- **RECORDS PROVIDED**
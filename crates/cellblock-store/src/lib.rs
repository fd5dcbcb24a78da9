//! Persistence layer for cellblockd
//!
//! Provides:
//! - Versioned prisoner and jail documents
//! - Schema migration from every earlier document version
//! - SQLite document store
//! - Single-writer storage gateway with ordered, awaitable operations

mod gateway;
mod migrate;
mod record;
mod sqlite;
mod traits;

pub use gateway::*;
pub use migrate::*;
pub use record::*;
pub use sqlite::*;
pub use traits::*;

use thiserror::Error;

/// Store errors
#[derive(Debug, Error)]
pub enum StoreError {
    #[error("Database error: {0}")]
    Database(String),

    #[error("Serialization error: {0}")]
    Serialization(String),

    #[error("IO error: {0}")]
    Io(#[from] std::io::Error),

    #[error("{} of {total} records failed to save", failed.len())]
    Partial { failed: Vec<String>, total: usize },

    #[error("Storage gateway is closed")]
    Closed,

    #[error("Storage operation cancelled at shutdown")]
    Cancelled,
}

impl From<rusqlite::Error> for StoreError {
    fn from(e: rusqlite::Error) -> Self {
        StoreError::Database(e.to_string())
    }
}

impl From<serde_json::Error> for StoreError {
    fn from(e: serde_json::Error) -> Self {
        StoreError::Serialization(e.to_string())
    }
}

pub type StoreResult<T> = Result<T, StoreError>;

- **TASK**
Filter the listing down to the lines holding the word "failed", and return those.

- **YOUR RESPONSE**
    #[error("{} of {total} records failed to save", failed.len())]
    Partial { failed: Vec<String>, total: usize },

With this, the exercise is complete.